Nubok schrieb:
Hier gehe ich noch weiter: ich hatte im Studium schon gelegentlich die Situation, dass Vorlesungen durch ausländische Gastdozenten gelesen wurden - und zwar auf Englisch, da die Gastdozenten dies deutlich besser als Deutsch konnten (die Prüfungen fanden natürlich auf Deutsch statt).Illuminatus schrieb:
Führt man aber englische Fachbegriffe in die deutsche Sprache ein, anstatt sie korrekt zu übersetzen, führt das langfristig dazu, dass man als Deutscher keine Chance mehr hat, ein Fach zu studieren, ohne perfekt Englisch zu können. Das ist teilweise schon so (besonders in den Naturwissenschaften) und ich halte das nicht für gut.
Nubok schrieb:
Es gibt sogar ernsthaft Professoren, die, obwohl sie perfekt Deutsch sprechen, gewisse Vorlesungen (besonders diplomvorbereitende) auf Englisch lesen mit dem Argument, dass es zu diesem Vorlesungsthema - weil es modernes Forschungsthema ist - gar keine deutschsprachige Literatur gibt.
Nubok schrieb:
Hier war die Kommunikation auf Englisch deutlich einfacher als auf Deutsch - einfach da die Betreuer diese Sprache besser konnten.
Nubok schrieb:
Es ging sogar so weit, dass aus eben diesem Grund vom Professor gewünscht wurde, dass ich meinen Seminarvortrag auf Englisch halten soll (mit einem deutlichen Wink in Richtung: wenn ich in der Wissenschaft bleiben will, werde ich mich daran gewöhnen müssen - warum also nicht gleich üben).

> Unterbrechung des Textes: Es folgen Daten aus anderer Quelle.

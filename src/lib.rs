//! Exact optimal expected query cost for k-ary twenty-questions oracles.
//!
//! Objects carry categorical attributes. Asking an attribute partitions the remaining candidates
//! by their value, and the oracle minimizes the expected number of questions needed to isolate an
//! object drawn uniformly at random. Two state encodings share one memoized solver: candidate
//! subsets ([`solvers::SubsetDp`]) and partial assignments ([`solvers::AssignmentDp`]). A solved
//! policy can be read back as a decision [`tree::Tree`] or propagated forward into a per-turn
//! [`simulation::Curve`].
//!
//! # Examples
//!
//! ```
//! use kary_oracle::prelude::*;
//! use kary_oracle::{simulation, solvers, tree};
//!
//! let table: ObjectTable = serde_json::from_str(
//!     r#"{
//!         "ant": {"legs": 6, "wings": false},
//!         "bee": {"legs": 6, "wings": true},
//!         "owl": {"legs": 2, "wings": true}
//!     }"#,
//! ).unwrap();
//! let index = ObjectIndex::new(&table).unwrap();
//! let mut search = solvers::create_subset_search(&index, Parameters::default());
//! let solution = search.solve().unwrap();
//! assert!((solution.cost - 5.0 / 3.0).abs() < 1e-12);
//!
//! let policy = search.policy();
//! let tree = tree::build_tree(&policy, index.universe()).unwrap();
//! assert_eq!(tree.expected_queries(), solution.cost);
//!
//! let curve = simulation::simulate(&policy, index.universe(), None).unwrap();
//! assert!(curve.last().unwrap().resolved_mass >= 1.0 - 1e-12);
//! ```

mod dp;
pub mod error;
pub mod index;
pub mod io;
pub mod simulation;
pub mod solvers;
pub mod timer;
pub mod tree;

pub use dp::Dp;
pub use error::{OracleError, Result};
pub use index::{ObjectIndex, ObjectTable, Value};
pub use solvers::Solution;

pub mod prelude {
    pub use super::solvers::{MemoizedSearch, Parameters, PolicyView};
    pub use super::{Dp, ObjectIndex, ObjectTable, OracleError, Solution, Value};
}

Hier noch ein kleiner Text zum Thema vom VDS:
"Die angeblich so überragende Wissenschaftstauglichkeit des Englischen ist sprachwissenschaftlich nicht bewiesen. Genau so berechtigt erscheint die Gegenthese: Englisch als internationale Wissenschaftssprache ist die schlechteste aller Möglichkeiten. Denn mit der stetig steigenden Anzahl der weltweit von Milliarden Menschen gesprochenen Abwandlungen (Varietäten) des Englischen verstärkt sich auch die Gefahr der Mehrdeutigkeit internationaler Kommunikation auf englisch. Selbst die naturwissenschaftliche Kommunikation ließe sich kaum auf eine verbindliche Spielart des Englischen festlegen. „Falsche Freunde “, d.h. ähnliche bis identische Wörter und Ausdrücke mit unterschiedlicher bis gegensätzlicher, kulturtypischer Bedeutung würden sich auch dort einnisten. Die Internationalität des Wissenschaftsbetriebs bietet dafür ideale Voraussetzungen.

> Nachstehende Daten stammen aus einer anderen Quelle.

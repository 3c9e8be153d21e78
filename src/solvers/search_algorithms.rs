//! Memoized search over the expected-cost recurrence.

mod memoized_search;
mod policy_registry;

pub use memoized_search::{MemoizedSearch, Parameters, Solution};
pub use policy_registry::{PolicyEntry, PolicyRegistry, PolicyView};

Das Gewicht derjenigen anglophonen Staaten, die die meisten Wissenschaftler ausbilden oder an sich binden können und deshalb über die Forschungsthemen bestimmen, wird zwar für sprachliche Schwerpunkte und Einflusszonen sorgen, doch deren sprachlich-kommunikatorische Offenheit wird sich nicht nach wissenschaftssprachlichen Kriterien richten. Noch weniger ist vorstellbar, dass die amerikanische Wissenschaftswelt eine einzige, weltweit gepflegte wissenschaftliche Englisch-Varietät für sich als verbindlich anerkennen würde.
Nur eine Kunstsprache wie Esperanto, die allen Beteiligten dieselben sprachlichen Startvoraussetzungen ermöglichte und die weltweit in nur einer Varietät existiert, besäße das Zeug zu einer kommunikationsgerechten, kulturneutralen und internationalen Verständigungssprache - auch für die Wissenschaftler."

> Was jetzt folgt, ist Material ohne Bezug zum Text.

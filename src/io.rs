use crate::error::{OracleError, Result};
use crate::index::{ObjectIndex, ObjectTable};
use crate::simulation::Curve;
use crate::solvers::Solution;
use crate::tree::Tree;
use itertools::Itertools;
use std::fs::{self, OpenOptions};
use std::io::{BufWriter, Write};
use std::path::Path;

/// Header of the curve CSV.
pub const CURVE_HEADER: &str = "turn,expected_candidates,expected_entropy_bits,resolved_mass";

/// Parses an object table from a JSON object mapping ids to attribute objects.
///
/// # Examples
///
/// ```
/// use kary_oracle::io;
/// use kary_oracle::Value;
///
/// let table = io::parse_object_table(r#"{"cat": {"legs": 4, "fur": true}}"#).unwrap();
/// assert_eq!(table["cat"]["legs"], Value::Int(4));
/// assert_eq!(table["cat"]["fur"], Value::Bool(true));
/// ```
pub fn parse_object_table(input: &str) -> Result<ObjectTable> {
    Ok(serde_json::from_str(input)?)
}

/// Reads an object table from a JSON file.
pub fn read_object_table(path: impl AsRef<Path>) -> Result<ObjectTable> {
    let path = path.as_ref();
    let input = fs::read_to_string(path)
        .map_err(|e| OracleError::io(format!("cannot read `{}`", path.display()), e))?;

    parse_object_table(&input)
}

fn create(path: &Path) -> Result<BufWriter<fs::File>> {
    let file = OpenOptions::new()
        .create(true)
        .write(true)
        .truncate(true)
        .open(path)
        .map_err(|e| OracleError::io(format!("cannot create `{}`", path.display()), e))?;

    Ok(BufWriter::new(file))
}

/// Writes a decision tree as pretty-printed JSON.
pub fn write_tree_json(tree: &Tree, path: impl AsRef<Path>) -> Result<()> {
    let path = path.as_ref();
    let mut writer = create(path)?;
    serde_json::to_writer_pretty(&mut writer, tree)?;
    writer
        .flush()
        .map_err(|e| OracleError::io(format!("cannot write `{}`", path.display()), e))
}

/// Formats a curve as CSV with six decimals per expectation.
///
/// # Examples
///
/// ```
/// use kary_oracle::io;
/// use kary_oracle::simulation::TurnStatistics;
///
/// let curve = vec![TurnStatistics {
///     turn: 0,
///     expected_candidates: 2.0,
///     expected_entropy_bits: 1.0,
///     resolved_mass: 0.0,
/// }];
/// let csv = io::format_curve_csv(&curve);
/// assert_eq!(
///     csv,
///     "turn,expected_candidates,expected_entropy_bits,resolved_mass\n0,2.000000,1.000000,0.000000\n"
/// );
/// ```
pub fn format_curve_csv(curve: &Curve) -> String {
    let mut csv = format!("{}\n", CURVE_HEADER);

    for row in curve {
        let line = [
            row.turn.to_string(),
            format!("{:.6}", row.expected_candidates),
            format!("{:.6}", row.expected_entropy_bits),
            format!("{:.6}", row.resolved_mass),
        ]
        .iter()
        .join(",");
        csv.push_str(&line);
        csv.push('\n');
    }

    csv
}

/// Writes a curve to a CSV file.
pub fn write_curve_csv(curve: &Curve, path: impl AsRef<Path>) -> Result<()> {
    let path = path.as_ref();
    let mut writer = create(path)?;
    writer
        .write_all(format_curve_csv(curve).as_bytes())
        .and_then(|_| writer.flush())
        .map_err(|e| OracleError::io(format!("cannot write `{}`", path.display()), e))
}

/// Formats the size of the instance and the optimal cost.
///
/// # Examples
///
/// ```
/// use kary_oracle::prelude::*;
/// use kary_oracle::{io, solvers};
///
/// let table = io::parse_object_table(r#"{"cat": {"fur": true}, "crow": {"fur": false}}"#).unwrap();
/// let index = ObjectIndex::new(&table).unwrap();
/// let mut search = solvers::create_subset_search(&index, Parameters::default());
/// let solution = search.solve().unwrap();
///
/// let statistics = io::format_solution_statistics(&index, &solution);
/// assert!(statistics.starts_with("Objects: 2, Attributes: 1\n"));
/// assert!(statistics.contains("(uniform prior): 1.000000\n"));
/// io::print_solution_statistics(&index, &solution);
/// ```
pub fn format_solution_statistics(index: &ObjectIndex, solution: &Solution) -> String {
    format!(
        "Objects: {}, Attributes: {}\n\
         Optimal expected number of queries (uniform prior): {:.6}\n\
         States: {}\n\
         Search time: {}s\n",
        index.len(),
        index.attribute_count(),
        solution.cost,
        solution.states,
        solution.time
    )
}

/// Print the size of the instance and the optimal cost.
pub fn print_solution_statistics(index: &ObjectIndex, solution: &Solution) {
    print!("{}", format_solution_statistics(index, solution));
}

"Viele Sprachwissenschaftler beklagen zu Recht, das Deutsche verschwinde rasant aus Wissenschaft und Wirtschaft. Sie sagen: Eine Sprache, die „sich nicht weiterbildet, verarmt“."
"Die wechselseitige Abstoßung zwischen der Alltags- und den Fachsprachen droht unserer Alltagssprache jetzt die Wissenschafts-, ja Zukunftstauglichkeit zu nehmen, obwohl sie der ganzen Gesellschaft gehört. Die Wissenschaftler dürfen nicht den Kontakt zu ihr verlieren. Fachsprachen ohne Verankerung in einer gesprochenen Muttersprache und Muttersprachen ohne Zugang zu einer Fachsprache sind als Instrument schöpferischen, bildhaften und erklärenden Denkens nicht brauchbar. Es geht demnach nicht nur um das Wissenschaftsdeutsch, sondern um die Zukunft unseres Landes."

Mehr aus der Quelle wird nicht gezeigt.